KB5015808: Windows 10 Version 1607 and Windows Server 2016 Security Update (July 2022)


The remote Windows host is missing security update 5015808. It is, therefore, affected by multiple vulnerabilities: - A remote code execution vulnerability. An attacker can exploit this to bypass authentication and execute unauthorized arbitrary commands. (CVE-2022-22024, CVE-2022-22027, CVE-2022-22029, CVE-2022-22038, CVE-2022-22039, CVE-2022-30211, CVE-2022-30214, CVE-2022-30221, CVE-2022-30222) - A security feature bypass vulnerability exists.
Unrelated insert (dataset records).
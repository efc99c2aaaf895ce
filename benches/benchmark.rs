use criterion::{criterion_group, criterion_main, Criterion};
use std::hint::black_box;

use chrono::Duration;
use tristate::{ToValue, Tristate, Value};

pub fn criterion_benchmark(c: &mut Criterion) {
    // ------------- Construction -------------
    let one = 1i64;
    c.bench_function("from_ref some", |b| b.iter(|| Tristate::from_ref(black_box(Some(&one)))));
    c.bench_function("from_ref none", |b| b.iter(|| Tristate::<i64>::from_ref(black_box(None))));
    c.bench_function("from_nullable tristate", |b| {
        b.iter(|| Tristate::from_nullable(black_box(Tristate::<i64>::absent())))
    });
    c.bench_function("from_zeroable bool slice", |b| {
        b.iter(|| Tristate::from_zeroable(black_box(vec![true, false])))
    });

    // ------------- Relational -------------
    let nested = Tristate::present(Tristate::present(Tristate::present(1i64)));
    c.bench_function("to_value nested", |b| b.iter(|| black_box(&nested).to_value()));
    let mut target = Tristate::<u8>::default();
    let int = Value::Int(1);
    c.bench_function("scan int64 to u8", |b| b.iter(|| target.scan(black_box(&int))));
    let mut duration = Tristate::<Duration>::default();
    let text = Value::Text("1h30m15.5s".to_string());
    c.bench_function("scan text to duration", |b| b.iter(|| duration.scan(black_box(&text))));
    let mut tags = Tristate::<Vec<String>>::default();
    let literal = Value::Text(r#"{"alpha","beta","gamma"}"#.to_string());
    c.bench_function("scan array literal", |b| b.iter(|| tags.scan(black_box(&literal))));

    // ------------- Structured -------------
    let mut decoded = Tristate::<String>::default();
    c.bench_function("decode_json string", |b| b.iter(|| decoded.decode_json(black_box(b"\"hello\""))));
    c.bench_function("decode_json null", |b| b.iter(|| decoded.decode_json(black_box(b"null"))));
}

criterion_group!(benches, criterion_benchmark);
criterion_main!(benches);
An attacker can exploit this and bypass the security feature and perform unauthorized actions compromising the integrity of the system/application. (CVE-2022-22023, CVE-2022-22048, CVE-2022-30203) - A denial of service (DoS) vulnerability. An attacker can exploit this issue to cause the affected component to deny system or application services. (CVE-2022-22025, CVE-2022-22040, CVE-2022-22043, CVE-2022-30208) - An elevation of privilege vulnerability. An attacker can exploit this to gain elevated privileges. (CVE-2022-22022, CVE-2022-22026, CVE-2022-22031, CVE-2022-22034, CVE-2022-22036, CVE-2022-22037, CVE-2022-22041, CVE-2022-22045, CVE-2022-22047, CVE-2022-22049, CVE-2022-22050, CVE-2022-30202, CVE-2022-30205, CVE-2022-30206, CVE-2022-30209, CVE-2022-30215, CVE-2022-30220, CVE-2022-30224, CVE-2022-30225, CVE-2022-30226) - An information disclosure vulnerability. An attacker can exploit this to disclose potentially sensitive information. (CVE-2022-21845, CVE-2022-22028, CVE-2022-22042, CVE-2022-22711, CVE-2022-30213, CVE-2022-30223) Note that Nessus has not tested for these issues but has instead relied only on the application's self-reported version number.